= Qazi Baharul Islam =

Bangladeshi academic and former chairman

Qazi Baharul Islam is a Bangladeshi academic and former chairman of Sonali Bank, the largest bank in the country. He was the chairman during the Hallmark-Sonali Bank Loan Scam.

== Early life ==
Islam did his postgraduate studies in political science at the University of Dhaka.

==Career==
Islam had served as the general manager of the United Kingdom branch of Sonali Bank in 1988.

From 2005 to 2007, Islam was the principal of Rupali Bank Training Academy.

After Awami League had come to power in January 2009, Islam chairman of Sonali Bank, Khondoker Bazlul Hoque chairman of Agrani Bank, and Abul Barakat chairman of Janata Bank.

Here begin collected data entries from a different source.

//! 命令行集成测试

use std::fs;

use assert_cmd::Command;
use tempfile::TempDir;

const SAMPLE: &str = "<!DOCTYPE html><html><head><meta charset=\"utf-8\"><title>گفتگو</title></head>\
<body><p>سلام دنیا، این یک متن فارسی است</p><p>Hello World from the assistant</p></body></html>";

fn ai_rtl() -> Command {
    let mut cmd = Command::cargo_bin("ai-rtl").expect("二进制应已构建");
    for name in ["AI_RTL_SENSITIVITY", "AI_RTL_FONT", "AI_RTL_CONFIG", "RUST_LOG"] {
        cmd.env_remove(name);
    }
    cmd
}

#[test]
fn test_classify_prints_language() {
    let output = ai_rtl().args(["classify", "سلام دنیا"]).output().unwrap();
    assert!(output.status.success());
    assert_eq!(String::from_utf8(output.stdout).unwrap().trim(), "persian");

    let output = ai_rtl()
        .args(["classify", "Hello World", "--sensitivity", "low"])
        .output()
        .unwrap();
    assert_eq!(String::from_utf8(output.stdout).unwrap().trim(), "english");
}

#[test]
fn test_annotate_to_stdout() {
    let dir = TempDir::new().unwrap();
    let input = dir.path().join("chat.html");
    fs::write(&input, SAMPLE).unwrap();

    let output = ai_rtl().arg("annotate").arg(&input).output().unwrap();
    assert!(output.status.success());
    let html = String::from_utf8(output.stdout).unwrap();
    assert!(html.contains("data-ai-rtl-persian-text=\"true\""));
    assert!(html.contains("data-ai-rtl-english-text=\"true\""));
    assert!(!html.contains("data-ai-rtl-engine"));
}

#[test]
fn test_annotate_to_title_path() {
    let dir = TempDir::new().unwrap();
    let input = dir.path().join("chat.html");
    fs::write(&input, SAMPLE).unwrap();
    let template = dir.path().join("out").join("%title%.html");

    ai_rtl()
        .arg("annotate")
        .arg(&input)
        .arg("-o")
        .arg(&template)
        .args(["--font", "shabnam", "--url", "https://example.com/chat"])
        .assert()
        .success();

    let written = fs::read_to_string(dir.path().join("out").join("گفتگو.html")).unwrap();
    assert!(written.contains("Shabnam"));
    assert!(written.contains("data-ai-rtl-persian-text"));
}

#[test]
fn test_errors_exit_with_one() {
    let dir = TempDir::new().unwrap();
    let missing = dir.path().join("missing.html");

    let output = ai_rtl().arg("annotate").arg(&missing).output().unwrap();
    assert_eq!(output.status.code(), Some(1));
    assert!(String::from_utf8(output.stderr).unwrap().contains("Error:"));

    let input = dir.path().join("chat.html");
    fs::write(&input, SAMPLE).unwrap();
    let output = ai_rtl()
        .arg("annotate")
        .arg(&input)
        .args(["--url", "not a url"])
        .output()
        .unwrap();
    assert_eq!(output.status.code(), Some(1));
}

#[test]
fn test_rejects_unknown_sensitivity() {
    ai_rtl()
        .args(["classify", "text", "--sensitivity", "extreme"])
        .assert()
        .failure();
}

The Hallmark-Sonali Bank Loan Scam refers to BDT 37 billion the Hallmark Group took as loans from Sonali Bank when Islam was chairman of the bank. Bangladesh Bank recommended the removal of all directors of Sonali Bank, but Minister of Finance Abul Maal Abdul Muhith criticised the recommendation. The Parliamentary Standing Committee on the Ministry of Finance was unhappy with the state banks and began its own investigations. The majority of the loans were disbursed from the Ruposhi Bangla Hotel branch.

A. H. M. Habibur Rahman replaced Islam as chairman of Sonali Bank on 27 December 2012, two months after his term had ended. The Awami League government was criticized over corruption in state owned banks and appointing party loyalists. The government extended the tenure of the following governors: Abul Barkat of Janata Bank, Ahmed Al-Kabir of Rupali Bank, Khondoker Bazlul Hoque of Agrani Bank, Qazi Kholiquzzaman Ahmad of Palli Karma Sahayak Foundation, and Sheikh Abdul Hye Bacchu of BASIC Bank for two years.

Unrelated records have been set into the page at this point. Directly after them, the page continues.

//! 元素标记器
//!
//! 设置/清除语言标记属性和内联方向样式，全部带 `!important`。已有属性原地更新，
//! 同一元素重复标记得到逐字节相同的结果。

use markup5ever_rcdom::Handle;

use crate::config::Settings;
use crate::detection::Language;
use crate::dom::{
    has_node_attr, remove_node_attr, remove_style_properties, remove_style_property,
    set_node_attr, set_style_property,
};

// ============================================================================
// 标记属性
// ============================================================================

pub const PERSIAN_MARKER: &str = "data-ai-rtl-persian-text";
pub const ENGLISH_MARKER: &str = "data-ai-rtl-english-text";
pub const PERSIAN_INPUT_MARKER: &str = "data-ai-rtl-persian-input";
pub const ENGLISH_INPUT_MARKER: &str = "data-ai-rtl-english-input";
/// 已注册的输入框
pub const INPUT_HANDLED: &str = "data-rtl-handled-ai-studio";
/// 兜底扫描已评估过的元素
pub const SWEEP_MARK: &str = "data-ai-rtl-processed";
/// 输入框外层包装
pub const WRAPPER_MARK: &str = "data-ai-rtl-styled";
/// 挂载标记，位于 `<html>`
pub const ENGINE_GUARD: &str = "data-ai-rtl-engine";

/// 引擎写入的全部属性（卸载时清除）
pub const ALL_MARKERS: &[&str] = &[
    PERSIAN_MARKER,
    ENGLISH_MARKER,
    PERSIAN_INPUT_MARKER,
    ENGLISH_INPUT_MARKER,
    INPUT_HANDLED,
    SWEEP_MARK,
    WRAPPER_MARK,
];

/// 方向相关的内联样式属性
pub const DIRECTIONAL_PROPERTIES: &[&str] = &[
    "direction",
    "text-align",
    "unicode-bidi",
    "font-family",
    "font-size",
];

const FONT_PROPERTIES: &[&str] = &["font-family", "font-size"];

// ============================================================================
// 样式参数
// ============================================================================

/// 当前设置下波斯语元素的字体与字号
#[derive(Debug, Clone, Copy, Default, PartialEq, Eq)]
pub struct StyleProfile {
    pub font_family: Option<&'static str>,
    pub font_size: Option<&'static str>,
}

impl StyleProfile {
    pub fn from_settings(settings: &Settings) -> Self {
        Self {
            font_family: settings.font.family(),
            font_size: settings.font_size.css(),
        }
    }
}

/// 书写方向
#[derive(Debug, Clone, Copy, PartialEq, Eq)]
pub enum Direction {
    Rtl,
    Ltr,
}

impl Direction {
    pub fn as_str(&self) -> &'static str {
        match self {
            Direction::Rtl => "rtl",
            Direction::Ltr => "ltr",
        }
    }

    pub fn text_align(&self) -> &'static str {
        match self {
            Direction::Rtl => "right",
            Direction::Ltr => "left",
        }
    }
}

/// 写入方向、对齐和 bidi 隔离；`fonts` 为真时按参数写入或删除字体，否则删除字体
pub fn set_direction_styles(
    element: &Handle,
    direction: Direction,
    profile: StyleProfile,
    fonts: bool,
) {
    set_style_property(element, "direction", direction.as_str(), true);
    set_style_property(element, "text-align", direction.text_align(), true);
    set_style_property(element, "unicode-bidi", "isolate", true);

    if !fonts {
        remove_style_properties(element, FONT_PROPERTIES);
        return;
    }
    match profile.font_family {
        Some(family) => set_style_property(element, "font-family", family, true),
        None => remove_style_property(element, "font-family"),
    }
    match profile.font_size {
        Some(size) => set_style_property(element, "font-size", size, true),
        None => remove_style_property(element, "font-size"),
    }
}

// ============================================================================
// 静态文本标记
// ============================================================================

/// 按分类结果标记元素
pub fn apply(element: &Handle, language: Language, profile: StyleProfile) {
    match language {
        Language::Persian => {
            set_node_attr(element, PERSIAN_MARKER, Some("true"));
            remove_node_attr(element, ENGLISH_MARKER);
            set_direction_styles(element, Direction::Rtl, profile, true);
        }
        Language::English => {
            set_node_attr(element, ENGLISH_MARKER, Some("true"));
            remove_node_attr(element, PERSIAN_MARKER);
            set_direction_styles(element, Direction::Ltr, profile, false);
        }
        Language::Unknown => clear(element),
    }
}

/// 清除文本标记和方向样式
pub fn clear(element: &Handle) {
    remove_node_attr(element, PERSIAN_MARKER);
    remove_node_attr(element, ENGLISH_MARKER);
    remove_style_properties(element, DIRECTIONAL_PROPERTIES);
}

/// 元素当前的文本标记
pub fn marker_of(element: &Handle) -> Option<Language> {
    if has_node_attr(element, PERSIAN_MARKER) {
        Some(Language::Persian)
    } else if has_node_attr(element, ENGLISH_MARKER) {
        Some(Language::English)
    } else {
        None
    }
}

pub fn has_marker(element: &Handle) -> bool {
    marker_of(element).is_some()
}

/// 波斯语元素的内联样式是否被页面改掉；返回需要重设的属性
pub fn drifted_properties(
    profile: StyleProfile,
    computed: impl Fn(&str) -> Option<String>,
) -> Vec<&'static str> {
    let mut drifted = Vec::new();
    if computed("direction").as_deref() != Some("rtl") {
        drifted.push("direction");
    }
    if computed("text-align").as_deref() != Some("right") {
        drifted.push("text-align");
    }
    if computed("unicode-bidi").as_deref() != Some("isolate") {
        drifted.push("unicode-bidi");
    }
    if profile.font_family.is_some() {
        let family = computed("font-family").unwrap_or_default();
        if !family.contains("Vazir") && !family.contains("Shabnam") {
            drifted.push("font-family");
        }
    }
    if let Some(size) = profile.font_size {
        if computed("font-size").as_deref() != Some(size) {
            drifted.push("font-size");
        }
    }
    drifted
}

/// 重设漂移的属性
pub fn restyle(element: &Handle, properties: &[&str], profile: StyleProfile) {
    for property in properties {
        match *property {
            "direction" => set_style_property(element, "direction", "rtl", true),
            "text-align" => set_style_property(element, "text-align", "right", true),
            "unicode-bidi" => set_style_property(element, "unicode-bidi", "isolate", true),
            "font-family" => {
                if let Some(family) = profile.font_family {
                    set_style_property(element, "font-family", family, true);
                }
            }
            "font-size" => {
                if let Some(size) = profile.font_size {
                    set_style_property(element, "font-size", size, true);
                }
            }
            _ => {}
        }
    }
}

#[cfg(test)]
mod tests {
    use super::*;
    use crate::config::{FontChoice, FontSize};
    use crate::dom::{find_by_id, get_node_attr, get_style_property, parse_html};

    fn vazir() -> StyleProfile {
        StyleProfile::from_settings(&Settings::default())
    }

    #[test]
    fn test_persian_tagging() {
        let dom = parse_html("<p id='p'>سلام</p>").unwrap();
        let p = find_by_id(&dom.document, "p").unwrap();
        apply(&p, Language::Persian, vazir());

        assert_eq!(marker_of(&p), Some(Language::Persian));
        assert_eq!(get_style_property(&p, "direction").as_deref(), Some("rtl"));
        assert_eq!(get_style_property(&p, "text-align").as_deref(), Some("right"));
        assert_eq!(get_style_property(&p, "unicode-bidi").as_deref(), Some("isolate"));
        assert!(get_style_property(&p, "font-family").unwrap().contains("VazirAIStudio"));
        assert_eq!(get_style_property(&p, "font-size"), None);
    }

    #[test]
    fn test_markers_are_mutually_exclusive() {
        let dom = parse_html("<p id='p'>x</p>").unwrap();
        let p = find_by_id(&dom.document, "p").unwrap();

        apply(&p, Language::Persian, vazir());
        apply(&p, Language::English, vazir());
        assert!(has_node_attr(&p, ENGLISH_MARKER));
        assert!(!has_node_attr(&p, PERSIAN_MARKER), "两种标记不能同时存在");
        assert_eq!(get_style_property(&p, "font-family"), None);
        assert_eq!(get_style_property(&p, "direction").as_deref(), Some("ltr"));

        apply(&p, Language::Unknown, vazir());
        assert_eq!(marker_of(&p), None);
        assert_eq!(get_node_attr(&p, "style"), None);
    }

    #[test]
    fn test_idempotent() {
        let dom = parse_html("<p id='p' style='color: red'>سلام</p>").unwrap();
        let p = find_by_id(&dom.document, "p").unwrap();
        let profile = StyleProfile::from_settings(&Settings {
            font: FontChoice::Shabnam,
            font_size: FontSize::Large,
            ..Settings::default()
        });

        apply(&p, Language::Persian, profile);
        let first = get_node_attr(&p, "style");
        apply(&p, Language::Persian, profile);
        assert_eq!(get_node_attr(&p, "style"), first);
        assert!(first.unwrap().starts_with("color: red;"));
    }

    #[test]
    fn test_default_font_removes_overrides() {
        let dom = parse_html("<p id='p'>سلام</p>").unwrap();
        let p = find_by_id(&dom.document, "p").unwrap();
        apply(&p, Language::Persian, vazir());

        let plain = StyleProfile::from_settings(&Settings {
            font: FontChoice::Default,
            ..Settings::default()
        });
        apply(&p, Language::Persian, plain);
        assert_eq!(get_style_property(&p, "font-family"), None);
    }

    #[test]
    fn test_drift_detection() {
        let dom = parse_html("<p id='p'>سلام</p>").unwrap();
        let p = find_by_id(&dom.document, "p").unwrap();
        let profile = vazir();
        apply(&p, Language::Persian, profile);

        let inline = |name: &str| get_style_property(&p, name);
        assert!(drifted_properties(profile, inline).is_empty());

        set_style_property(&p, "text-align", "left", false);
        let drifted = drifted_properties(profile, |name| get_style_property(&p, name));
        assert_eq!(drifted, vec!["text-align"]);

        restyle(&p, &drifted, profile);
        assert_eq!(get_style_property(&p, "text-align").as_deref(), Some("right"));
    }
}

The Anti-Corruption Commission stopped its investigation into Islam and other former board members of Sonali Bank over the Hallmark-Sonali Bank Loan Scam in 2013 and 2014. The commission had investigated and questioned him and 11 directors of Sonali Bank. The board of directors had blamed Islam for the scam. The news site Banglanews24.com identified him as the mastermind behind embezzling money from Sonali Bank. He would openly defy Atiur Rahman, governor of Bangladesh Bank, and would overrule the board of directors of Sonali Bank.

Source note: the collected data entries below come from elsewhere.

//! 引擎运行参数
//!
//! 提供统一的参数接口，支持 TOML 文件、环境变量和默认值。时间参数在文件里以毫秒/秒整数表示。

use std::path::Path;
use std::time::Duration;

use serde::{Deserialize, Serialize};

use super::constants;
use crate::error::{EngineError, EngineResult};

/// 引擎运行参数
#[derive(Debug, Clone, PartialEq, Deserialize, Serialize)]
#[serde(default)]
pub struct EngineOptions {
    // 变更管道
    pub mutation_debounce_ms: u64,
    pub large_swap_candidates: usize,

    // 视口扫描
    pub scroll_debounce_ms: u64,
    pub full_scan_batch: usize,
    pub full_scan_yield_ms: u64,
    pub full_scan_cooldown_secs: u64,
    pub force_interval_ms: u64,
    pub backstop_interval_ms: u64,
    pub immediate_batch: usize,
    pub recheck_limit: usize,
    pub observe_existing_limit: usize,

    // 缓存
    pub signature_cache_capacity: usize,
    pub language_cache_capacity: usize,

    // 生命周期
    pub heartbeat_interval_secs: u64,

    // 样式
    pub font_base_url: String,
}

impl Default for EngineOptions {
    fn default() -> Self {
        Self {
            mutation_debounce_ms: constants::MUTATION_DEBOUNCE.as_millis() as u64,
            large_swap_candidates: constants::LARGE_SWAP_CANDIDATES,

            scroll_debounce_ms: constants::SCROLL_DEBOUNCE.as_millis() as u64,
            full_scan_batch: constants::FULL_SCAN_BATCH,
            full_scan_yield_ms: constants::FULL_SCAN_YIELD.as_millis() as u64,
            full_scan_cooldown_secs: constants::FULL_SCAN_COOLDOWN.as_secs(),
            force_interval_ms: constants::FORCE_INTERVAL.as_millis() as u64,
            backstop_interval_ms: constants::BACKSTOP_INTERVAL.as_millis() as u64,
            immediate_batch: constants::IMMEDIATE_BATCH,
            recheck_limit: constants::RECHECK_LIMIT,
            observe_existing_limit: constants::OBSERVE_EXISTING_LIMIT,

            signature_cache_capacity: constants::SIGNATURE_CACHE_CAPACITY,
            language_cache_capacity: constants::LANGUAGE_CACHE_CAPACITY,

            heartbeat_interval_secs: constants::HEARTBEAT_INTERVAL.as_secs(),

            font_base_url: constants::DEFAULT_FONT_BASE_URL.to_string(),
        }
    }
}

impl EngineOptions {
    /// 从 TOML 文本加载
    pub fn from_toml_str(content: &str) -> EngineResult<Self> {
        let options: EngineOptions = toml::from_str(content)?;
        options.validate()?;
        Ok(options)
    }

    /// 从文件加载
    pub fn from_file<P: AsRef<Path>>(path: P) -> EngineResult<Self> {
        let path = path.as_ref();
        let content = std::fs::read_to_string(path).map_err(|e| {
            EngineError::Config(format!("cannot read {}: {}", path.display(), e))
        })?;
        Self::from_toml_str(&content).map_err(|e| e.with_context(path.display()))
    }

    /// 按优先级加载：显式路径 > `AI_RTL_CONFIG` > 搜索路径 > 默认值，最后应用环境变量覆盖
    pub fn load(explicit: Option<&Path>) -> EngineResult<Self> {
        use crate::env::{core::ConfigPath, EnvVar};

        let mut options = if let Some(path) = explicit {
            Self::from_file(path)?
        } else if let Ok(Some(path)) = ConfigPath::try_get() {
            Self::from_file(path)?
        } else if let Some(path) = constants::CONFIG_PATHS
            .iter()
            .map(Path::new)
            .find(|path| path.is_file())
        {
            tracing::debug!("using engine options from {}", path.display());
            Self::from_file(path)?
        } else {
            Self::default()
        };

        options.apply_env_overrides();
        options.validate()?;
        Ok(options)
    }

    /// 验证参数
    pub fn validate(&self) -> EngineResult<()> {
        if self.mutation_debounce_ms == 0 {
            return Err(EngineError::Config(
                "mutation_debounce_ms must be greater than 0".to_string(),
            ));
        }
        if self.full_scan_batch == 0 || self.immediate_batch == 0 {
            return Err(EngineError::Config(
                "scan batch sizes must be greater than 0".to_string(),
            ));
        }
        if self.signature_cache_capacity == 0 || self.language_cache_capacity == 0 {
            return Err(EngineError::Config(
                "cache capacities must be greater than 0".to_string(),
            ));
        }
        if self.force_interval_ms == 0 || self.backstop_interval_ms == 0 {
            return Err(EngineError::Config(
                "periodic intervals must be greater than 0".to_string(),
            ));
        }
        if self.heartbeat_interval_secs == 0 {
            return Err(EngineError::Config(
                "heartbeat_interval_secs must be greater than 0".to_string(),
            ));
        }
        Ok(())
    }

    /// 应用环境变量覆盖（只覆盖显式设置的变量）
    pub fn apply_env_overrides(&mut self) {
        use crate::env::{engine, EnvVar};

        match engine::MutationDebounce::try_get() {
            Ok(Some(debounce)) => self.mutation_debounce_ms = debounce.as_millis() as u64,
            Ok(None) => {}
            Err(e) => tracing::warn!("{}", e),
        }

        match engine::FullScanCooldown::try_get() {
            Ok(Some(cooldown)) => self.full_scan_cooldown_secs = cooldown.as_secs(),
            Ok(None) => {}
            Err(e) => tracing::warn!("{}", e),
        }

        match engine::FontBaseUrl::try_get() {
            Ok(Some(url)) => {
                tracing::info!("环境变量覆盖字体 URL: {}", url);
                self.font_base_url = url;
            }
            Ok(None) => {}
            Err(e) => tracing::warn!("{}", e),
        }
    }

    pub fn mutation_debounce(&self) -> Duration {
        Duration::from_millis(self.mutation_debounce_ms)
    }

    pub fn scroll_debounce(&self) -> Duration {
        Duration::from_millis(self.scroll_debounce_ms)
    }

    pub fn full_scan_yield(&self) -> Duration {
        Duration::from_millis(self.full_scan_yield_ms)
    }

    pub fn full_scan_cooldown(&self) -> Duration {
        Duration::from_secs(self.full_scan_cooldown_secs)
    }

    pub fn force_interval(&self) -> Duration {
        Duration::from_millis(self.force_interval_ms)
    }

    pub fn backstop_interval(&self) -> Duration {
        Duration::from_millis(self.backstop_interval_ms)
    }

    pub fn heartbeat_interval(&self) -> Duration {
        Duration::from_secs(self.heartbeat_interval_secs)
    }
}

Ahsan H. Mansur questioned why Islam and directors of Sonali Bank were not charged in March 2024. He noted that two former directors, Jannat Ara Henry and Shaimum Sarwar Kamal, had become members of parliament from the Awami League. Ahsan H. Mansur and Salehuddin Ahmed both were critical of the trials of officials of the bank, describing them as small fish, ignoring the directors.